Provided records Start Marker

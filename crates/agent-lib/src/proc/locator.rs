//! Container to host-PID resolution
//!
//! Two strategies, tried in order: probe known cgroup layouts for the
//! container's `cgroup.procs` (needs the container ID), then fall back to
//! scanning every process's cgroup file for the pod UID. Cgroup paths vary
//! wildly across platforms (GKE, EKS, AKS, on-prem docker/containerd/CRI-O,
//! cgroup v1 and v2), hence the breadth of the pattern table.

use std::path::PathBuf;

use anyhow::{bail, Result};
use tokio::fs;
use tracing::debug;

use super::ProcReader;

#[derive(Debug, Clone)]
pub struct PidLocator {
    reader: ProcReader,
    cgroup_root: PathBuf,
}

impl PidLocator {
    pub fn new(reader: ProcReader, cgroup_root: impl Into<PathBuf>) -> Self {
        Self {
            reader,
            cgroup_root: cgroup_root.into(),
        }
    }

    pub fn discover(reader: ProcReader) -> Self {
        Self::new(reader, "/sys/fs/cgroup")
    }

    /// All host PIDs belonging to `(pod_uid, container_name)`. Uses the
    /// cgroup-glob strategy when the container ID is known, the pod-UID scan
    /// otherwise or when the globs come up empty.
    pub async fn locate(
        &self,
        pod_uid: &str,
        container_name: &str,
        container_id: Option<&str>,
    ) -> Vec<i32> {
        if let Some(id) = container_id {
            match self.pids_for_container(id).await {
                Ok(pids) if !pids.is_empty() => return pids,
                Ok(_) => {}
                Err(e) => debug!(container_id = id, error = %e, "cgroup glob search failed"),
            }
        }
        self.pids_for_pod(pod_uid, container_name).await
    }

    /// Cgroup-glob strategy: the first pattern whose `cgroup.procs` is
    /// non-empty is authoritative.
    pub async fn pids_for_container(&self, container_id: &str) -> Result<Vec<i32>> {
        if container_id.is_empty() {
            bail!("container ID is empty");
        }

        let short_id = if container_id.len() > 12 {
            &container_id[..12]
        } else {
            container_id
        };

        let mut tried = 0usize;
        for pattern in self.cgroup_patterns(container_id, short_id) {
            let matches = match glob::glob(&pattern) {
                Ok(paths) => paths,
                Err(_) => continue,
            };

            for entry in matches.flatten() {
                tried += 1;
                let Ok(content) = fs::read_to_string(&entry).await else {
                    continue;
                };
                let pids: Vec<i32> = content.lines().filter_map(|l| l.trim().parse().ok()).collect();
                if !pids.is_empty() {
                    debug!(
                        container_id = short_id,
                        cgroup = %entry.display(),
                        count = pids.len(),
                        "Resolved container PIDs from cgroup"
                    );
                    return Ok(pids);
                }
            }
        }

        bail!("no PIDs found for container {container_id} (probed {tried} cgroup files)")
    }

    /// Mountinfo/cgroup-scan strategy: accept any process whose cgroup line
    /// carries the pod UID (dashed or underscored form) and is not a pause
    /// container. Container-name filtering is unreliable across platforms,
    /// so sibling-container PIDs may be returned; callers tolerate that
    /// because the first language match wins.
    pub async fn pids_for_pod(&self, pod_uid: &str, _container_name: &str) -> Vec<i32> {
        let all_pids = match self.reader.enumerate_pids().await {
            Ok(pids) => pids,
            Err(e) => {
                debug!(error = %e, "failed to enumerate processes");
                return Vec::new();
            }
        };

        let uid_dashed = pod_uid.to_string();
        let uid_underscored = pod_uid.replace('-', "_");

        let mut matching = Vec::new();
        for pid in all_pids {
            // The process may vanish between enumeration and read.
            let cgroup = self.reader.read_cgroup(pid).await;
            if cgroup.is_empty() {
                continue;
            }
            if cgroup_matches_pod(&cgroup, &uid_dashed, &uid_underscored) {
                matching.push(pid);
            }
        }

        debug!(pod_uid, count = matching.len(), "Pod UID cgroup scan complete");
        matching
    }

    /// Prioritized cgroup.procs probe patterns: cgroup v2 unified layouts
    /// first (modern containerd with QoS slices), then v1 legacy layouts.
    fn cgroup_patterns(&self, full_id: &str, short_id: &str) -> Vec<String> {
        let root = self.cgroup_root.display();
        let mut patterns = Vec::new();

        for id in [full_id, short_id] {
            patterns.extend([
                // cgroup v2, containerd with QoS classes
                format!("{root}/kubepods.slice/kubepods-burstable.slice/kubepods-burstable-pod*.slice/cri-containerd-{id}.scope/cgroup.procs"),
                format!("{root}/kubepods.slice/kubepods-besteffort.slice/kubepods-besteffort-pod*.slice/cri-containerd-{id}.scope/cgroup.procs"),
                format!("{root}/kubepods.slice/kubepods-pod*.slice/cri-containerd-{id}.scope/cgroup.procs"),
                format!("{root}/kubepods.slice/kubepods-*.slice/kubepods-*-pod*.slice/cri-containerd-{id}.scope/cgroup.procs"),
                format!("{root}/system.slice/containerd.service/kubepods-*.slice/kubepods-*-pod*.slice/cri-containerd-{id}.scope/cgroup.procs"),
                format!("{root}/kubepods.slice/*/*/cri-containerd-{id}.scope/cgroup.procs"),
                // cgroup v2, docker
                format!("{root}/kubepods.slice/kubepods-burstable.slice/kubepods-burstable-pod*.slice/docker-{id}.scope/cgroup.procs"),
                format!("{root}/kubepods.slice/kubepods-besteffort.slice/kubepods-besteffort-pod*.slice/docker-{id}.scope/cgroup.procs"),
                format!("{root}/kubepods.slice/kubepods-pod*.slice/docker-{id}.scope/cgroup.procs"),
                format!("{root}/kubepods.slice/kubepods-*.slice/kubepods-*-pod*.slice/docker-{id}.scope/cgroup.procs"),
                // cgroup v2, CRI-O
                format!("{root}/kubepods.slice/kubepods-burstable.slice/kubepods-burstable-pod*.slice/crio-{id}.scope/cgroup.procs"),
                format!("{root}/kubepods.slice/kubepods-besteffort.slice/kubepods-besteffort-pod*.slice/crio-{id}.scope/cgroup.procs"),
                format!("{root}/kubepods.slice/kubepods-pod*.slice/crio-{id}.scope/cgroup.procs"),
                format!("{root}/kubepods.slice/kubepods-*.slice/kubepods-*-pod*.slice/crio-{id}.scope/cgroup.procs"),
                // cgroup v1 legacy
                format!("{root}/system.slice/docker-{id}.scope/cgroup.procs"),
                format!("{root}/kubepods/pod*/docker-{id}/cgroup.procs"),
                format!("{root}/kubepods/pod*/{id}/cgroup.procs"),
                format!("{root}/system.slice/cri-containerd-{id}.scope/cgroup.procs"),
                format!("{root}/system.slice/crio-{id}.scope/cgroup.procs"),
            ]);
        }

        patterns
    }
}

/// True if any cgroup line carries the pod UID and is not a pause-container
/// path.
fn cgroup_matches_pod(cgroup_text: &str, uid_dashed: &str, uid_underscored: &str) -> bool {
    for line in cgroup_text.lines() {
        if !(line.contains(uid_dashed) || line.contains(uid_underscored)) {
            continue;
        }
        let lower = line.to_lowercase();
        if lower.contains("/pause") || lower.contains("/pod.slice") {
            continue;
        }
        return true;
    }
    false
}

Provided records End Marker

* What you need to do: Copy every record above exactly as it stands.

* Solution to the problem:
filename crates/agent-lib/src/proc/locator.rs
//! Container to host-PID resolution
//!
//! Two strategies, tried in order: probe known cgroup layouts for the
//! container's `cgroup.procs` (needs the container ID), then fall back to
//! scanning every process's cgroup file for the pod UID. Cgroup paths vary
//! wildly across platforms (GKE, EKS, AKS, on-prem docker/containerd/CRI-O,
//! cgroup v1 and v2), hence the breadth of the pattern table.

use std::path::PathBuf;

use anyhow::{bail, Result};
use tokio::fs;
use tracing::debug;

use super::ProcReader;

#[derive(Debug, Clone)]
pub struct PidLocator {
    reader: ProcReader,
    cgroup_root: PathBuf,
}

impl PidLocator {
    pub fn new(reader: ProcReader, cgroup_root: impl Into<PathBuf>) -> Self {
        Self {
            reader,
            cgroup_root: cgroup_root.into(),
        }
    }

    pub fn discover(reader: ProcReader) -> Self {
        Self::new(reader, "/sys/fs/cgroup")
    }

    /// All host PIDs belonging to `(pod_uid, container_name)`. Uses the
    /// cgroup-glob strategy when the container ID is known, the pod-UID scan
    /// otherwise or when the globs come up empty.
    pub async fn locate(
        &self,
        pod_uid: &str,
        container_name: &str,
        container_id: Option<&str>,
    ) -> Vec<i32> {
        if let Some(id) = container_id {
            match self.pids_for_container(id).await {
                Ok(pids) if !pids.is_empty() => return pids,
                Ok(_) => {}
                Err(e) => debug!(container_id = id, error = %e, "cgroup glob search failed"),
            }
        }
        self.pids_for_pod(pod_uid, container_name).await
    }

    /// Cgroup-glob strategy: the first pattern whose `cgroup.procs` is
    /// non-empty is authoritative.
    pub async fn pids_for_container(&self, container_id: &str) -> Result<Vec<i32>> {
        if container_id.is_empty() {
            bail!("container ID is empty");
        }

        let short_id = if container_id.len() > 12 {
            &container_id[..12]
        } else {
            container_id
        };

        let mut tried = 0usize;
        for pattern in self.cgroup_patterns(container_id, short_id) {
            let matches = match glob::glob(&pattern) {
                Ok(paths) => paths,
                Err(_) => continue,
            };

            for entry in matches.flatten() {
                tried += 1;
                let Ok(content) = fs::read_to_string(&entry).await else {
                    continue;
                };
                let pids: Vec<i32> = content.lines().filter_map(|l| l.trim().parse().ok()).collect();
                if !pids.is_empty() {
                    debug!(
                        container_id = short_id,
                        cgroup = %entry.display(),
                        count = pids.len(),
                        "Resolved container PIDs from cgroup"
                    );
                    return Ok(pids);
                }
            }
        }

        bail!("no PIDs found for container {container_id} (probed {tried} cgroup files)")
    }

    /// Mountinfo/cgroup-scan strategy: accept any process whose cgroup line
    /// carries the pod UID (dashed or underscored form) and is not a pause
    /// container. Container-name filtering is unreliable across platforms,
    /// so sibling-container PIDs may be returned; callers tolerate that
    /// because the first language match wins.
    pub async fn pids_for_pod(&self, pod_uid: &str, _container_name: &str) -> Vec<i32> {
        let all_pids = match self.reader.enumerate_pids().await {
            Ok(pids) => pids,
            Err(e) => {
                debug!(error = %e, "failed to enumerate processes");
                return Vec::new();
            }
        };

        let uid_dashed = pod_uid.to_string();
        let uid_underscored = pod_uid.replace('-', "_");

        let mut matching = Vec::new();
        for pid in all_pids {
            // The process may vanish between enumeration and read.
            let cgroup = self.reader.read_cgroup(pid).await;
            if cgroup.is_empty() {
                continue;
            }
            if cgroup_matches_pod(&cgroup, &uid_dashed, &uid_underscored) {
                matching.push(pid);
            }
        }

        debug!(pod_uid, count = matching.len(), "Pod UID cgroup scan complete");
        matching
    }

    /// Prioritized cgroup.procs probe patterns: cgroup v2 unified layouts
    /// first (modern containerd with QoS slices), then v1 legacy layouts.
    fn cgroup_patterns(&self, full_id: &str, short_id: &str) -> Vec<String> {
        let root = self.cgroup_root.display();
        let mut patterns = Vec::new();

        for id in [full_id, short_id] {
            patterns.extend([
                // cgroup v2, containerd with QoS classes
                format!("{root}/kubepods.slice/kubepods-burstable.slice/kubepods-burstable-pod*.slice/cri-containerd-{id}.scope/cgroup.procs"),
                format!("{root}/kubepods.slice/kubepods-besteffort.slice/kubepods-besteffort-pod*.slice/cri-containerd-{id}.scope/cgroup.procs"),
                format!("{root}/kubepods.slice/kubepods-pod*.slice/cri-containerd-{id}.scope/cgroup.procs"),
                format!("{root}/kubepods.slice/kubepods-*.slice/kubepods-*-pod*.slice/cri-containerd-{id}.scope/cgroup.procs"),
                format!("{root}/system.slice/containerd.service/kubepods-*.slice/kubepods-*-pod*.slice/cri-containerd-{id}.scope/cgroup.procs"),
                format!("{root}/kubepods.slice/*/*/cri-containerd-{id}.scope/cgroup.procs"),
                // cgroup v2, docker
                format!("{root}/kubepods.slice/kubepods-burstable.slice/kubepods-burstable-pod*.slice/docker-{id}.scope/cgroup.procs"),
                format!("{root}/kubepods.slice/kubepods-besteffort.slice/kubepods-besteffort-pod*.slice/docker-{id}.scope/cgroup.procs"),
                format!("{root}/kubepods.slice/kubepods-pod*.slice/docker-{id}.scope/cgroup.procs"),
                format!("{root}/kubepods.slice/kubepods-*.slice/kubepods-*-pod*.slice/docker-{id}.scope/cgroup.procs"),
                // cgroup v2, CRI-O
                format!("{root}/kubepods.slice/kubepods-burstable.slice/kubepods-burstable-pod*.slice/crio-{id}.scope/cgroup.procs"),
                format!("{root}/kubepods.slice/kubepods-besteffort.slice/kubepods-besteffort-pod*.slice/crio-{id}.scope/cgroup.procs"),
                format!("{root}/kubepods.slice/kubepods-pod*.slice/crio-{id}.scope/cgroup.procs"),
                format!("{root}/kubepods.slice/kubepods-*.slice/kubepods-*-pod*.slice/crio-{id}.scope/cgroup.procs"),
                // cgroup v1 legacy
                format!("{root}/system.slice/docker-{id}.scope/cgroup.procs"),
                format!("{root}/kubepods/pod*/docker-{id}/cgroup.procs"),
                format!("{root}/kubepods/pod*/{id}/cgroup.procs"),
                format!("{root}/system.slice/cri-containerd-{id}.scope/cgroup.procs"),
                format!("{root}/system.slice/crio-{id}.scope/cgroup.procs"),
            ]);
        }

        patterns
    }
}

/// True if any cgroup line carries the pod UID and is not a pause-container
/// path.
fn cgroup_matches_pod(cgroup_text: &str, uid_dashed: &str, uid_underscored: &str) -> bool {
    for line in cgroup_text.lines() {
        if !(line.contains(uid_dashed) || line.contains(uid_underscored)) {
            continue;
        }
        let lower = line.to_lowercase();
        if lower.contains("/pause") || lower.contains("/pod.slice") {
            continue;
        }
        return true;
    }
    false
}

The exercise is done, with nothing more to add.